Foodies y gourmets

Por Lluís Ruiz Soler

Frente al gourmet dogmático, el camarero con 21 botones o el vino de aromas pedantes, ha surgido el “foodie”, un tanto esnob y superficial, con una querencia hacia lo ameno y lo novedoso que es también la de la alta cocina de vanguardia.

En el principio, dijo Juli Soler: que sea divertido. Cuando el director de El Bulli tomó las riendas del restaurante, les pidió a sus dos jovencísimos jefes de cocina —Kristian Lutaud y Ferran Adrià—, que hicieran algo, no fastuoso y mayestático, sino divertido. Con ello estaba lanzando una potente carga de profundidad sobre la alta cocina que iba a provocar un big bang cuya onda expansiva sigue generando planetas y constelaciones en el universo gastronómico. Hasta entonces —desde que la inventaron Brillat Savarin, Antonin Carême y Grimod de la Reynière e incluso después de que Bocuse, Troisgros y Guérard le dieran la última vuelta de tuerca—, la gastronomía tenía que ser elegante, refinada, culta, pomposa, exclusiva, sofisticada, glamurosa, civilizada, exquisita, primorosa, noble, espectacular, perfeccionista… Quizá podía ser también gozosa, placentera y hedonista e incluso, con la Nouvelle Cuisine, hasta interesante y creativa. Pero, lo que se dice divertida, no.

Ya en solitario, Adrià se aplicó concienzudamente, durante las largas horas sin clientes en Cala Montjoi, a incorporar conceptos hasta entonces inéditos en la alta cocina: la ironía, la provocación, la osadía o el trampantojo, palabro que en maldita la hora utilizó algún ilustre creador de tópicos y que desde entonces retwitean incansablemente los solistas del orfeón gastronómico. Ferran Adrià se ha aburrido finalmente de tanta diversión, pero la onda del big bang provocado por Juli Soler sigue en expansión. Y no sólo porque Andoni Luis Aduriz, Quique Dacosta o los hermanos Roca sigan siendo adrianistas después del adrianismo, sino porque la gastronomía toda, la cocina de cualquier tipo y la restauración en sus distintos niveles han asumido que ser divertido es algo prioritario.

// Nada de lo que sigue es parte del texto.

//! Symbol types for Sea outlines
//!
//! Every top-level Sea definition maps to one of these kinds:
//! - `Function`: `fun name(...)`
//! - `Record`: `rec name(...)`
//! - `Alias`: `def name = type`
//! - `Tag`: `tag name(...)`
//! - `TagRecord`: `tag rec name(...)`
//! - `Pragma`: `pragma name(...)`

use crate::{Error, Result};
use serde::{Deserialize, Serialize};
use std::str::FromStr;

/// Kind of a top-level Sea definition.
#[derive(Debug, Clone, Copy, PartialEq, Eq, Hash, Serialize, Deserialize)]
#[serde(rename_all = "snake_case")]
pub enum SymbolKind {
    /// Function definition
    Function,
    /// Record (struct) definition
    Record,
    /// Type alias
    Alias,
    /// Plain tag (enum)
    Tag,
    /// Tag whose variants carry fields
    TagRecord,
    /// Compiler pragma
    Pragma,
}

impl SymbolKind {
    /// Get the string representation of the symbol kind
    pub fn as_str(&self) -> &'static str {
        match self {
            SymbolKind::Function => "function",
            SymbolKind::Record => "record",
            SymbolKind::Alias => "alias",
            SymbolKind::Tag => "tag",
            SymbolKind::TagRecord => "tag_record",
            SymbolKind::Pragma => "pragma",
        }
    }

    /// Get all symbol kinds
    pub fn all() -> &'static [SymbolKind] {
        &[
            SymbolKind::Function,
            SymbolKind::Record,
            SymbolKind::Alias,
            SymbolKind::Tag,
            SymbolKind::TagRecord,
            SymbolKind::Pragma,
        ]
    }

    /// Map a `definition.*` tag capture suffix to a kind
    pub fn from_capture(suffix: &str) -> Option<Self> {
        SymbolKind::all().iter().copied().find(|k| k.as_str() == suffix)
    }
}

impl FromStr for SymbolKind {
    type Err = Error;

    fn from_str(s: &str) -> Result<Self> {
        match s.to_lowercase().as_str() {
            "function" | "fun" | "fn" => Ok(SymbolKind::Function),
            "record" | "rec" | "struct" => Ok(SymbolKind::Record),
            "alias" | "def" | "type" => Ok(SymbolKind::Alias),
            "tag" | "enum" => Ok(SymbolKind::Tag),
            "tag_record" | "tag-rec" | "tag_rec" => Ok(SymbolKind::TagRecord),
            "pragma" => Ok(SymbolKind::Pragma),
            _ => Err(Error::Parse(format!("Unknown symbol kind: {}", s))),
        }
    }
}

impl std::fmt::Display for SymbolKind {
    fn fmt(&self, f: &mut std::fmt::Formatter<'_>) -> std::fmt::Result {
        write!(f, "{}", self.as_str())
    }
}

/// A top-level definition found in a Sea source file.
#[derive(Debug, Clone, PartialEq, Eq, Serialize, Deserialize)]
pub struct Symbol {
    /// Definition name
    pub name: String,
    pub kind: SymbolKind,
    /// Starting line number (1-indexed)
    pub line_start: u32,
    /// Ending line number (1-indexed, inclusive)
    pub line_end: u32,
    /// Parameter list and return type (functions only)
    pub signature: Option<String>,
}

impl Symbol {
    pub fn new(kind: SymbolKind, name: impl Into<String>, line_start: u32, line_end: u32) -> Self {
        Self {
            name: name.into(),
            kind,
            line_start,
            line_end,
            signature: None,
        }
    }

    /// Set the signature
    pub fn with_signature(mut self, signature: impl Into<String>) -> Self {
        self.signature = Some(signature.into());
        self
    }

    /// Get a short description for display
    pub fn short_description(&self) -> String {
        if let Some(sig) = &self.signature {
            format!("{} {}{}", self.kind, self.name, sig)
        } else {
            format!("{} {}", self.kind, self.name)
        }
    }
}
use std::sync::OnceLock;

static QUIET: OnceLock<bool> = OnceLock::new();

/// Whether decorative output is suppressed (`SEA_QUIET=1`)
pub fn is_quiet() -> bool {
    *QUIET.get_or_init(|| {
        std::env::var("SEA_QUIET")
            .map(|v| v == "1" || v.eq_ignore_ascii_case("true"))
            .unwrap_or(false)
    })
}
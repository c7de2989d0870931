pub struct Icons;

impl Icons {
    pub const ROCKET: &str = "🚀";
    pub const CHECK: &str = "✅";
    pub const CROSS: &str = "❌";
    pub const WARN: &str = "⚠️";
    pub const INFO: &str = "ℹ️";
    pub const FILE: &str = "📄";
    pub const WRENCH: &str = "🔧";
    pub const TREE: &str = "🌳";
}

Tanto la cocina vanguardista que aspire a seguir siéndolo como cualquier propuesta novedosa que pretenda tener un recorrido más o menos exitoso necesitan inventar cosas divertidas —como siguen haciéndolo en Mugaritz, en el antiguo El Poblet o en el Celler de can Roca— o (re)descubrir opciones decididamente lúdicas que, de una forma u otra, estaban ya en la restauración de siempre: la tapa y la barra, la mesa común o la oculta, el ‘fast food’ o el ‘new market’, la tienda donde se come o el comedero donde se compra. Son ondas del mismo big bang que ha dado lugar a una forma de comer sorprendente, amena, desenfadada, ingeniosa, ocurrente, nueva y, sobre todo, divertida.

Todo ello configura una nueva galaxia en el universo gastronómico. Junto a la constelación gourmet, ha nacido la ‘foodie’. Son estrellas del mismo cosmos, que no tienen por qué colisionar, pero sí presentan frecuentemente características contrapuestas. El gourmet culto se relaciona con la comida de una forma eminentemente erudita hasta resultar pedante y el foodie se interesa por las tendencias del mundillo de la gastronomía hasta rayar en lo esnob y lo friki: las novedades, los personajes. El vino gourmet huele a pimpollos otoñales en salmuera y a madera de palote torneado, mientras el vino foodie es sociable y alegre. El camarero preferido del gourmet pretende que el cliente se sienta como un marqués y el del foodie, que se relaje y disfrute. El gourmet tiende a dictar y observar normas inamovibles mientras el foodie busca nuevas formas de comer. Lo gourmet es solemne y trascendente. Lo foodie quizás resulte frívolo o superficial, pero es, ante todo, divertido.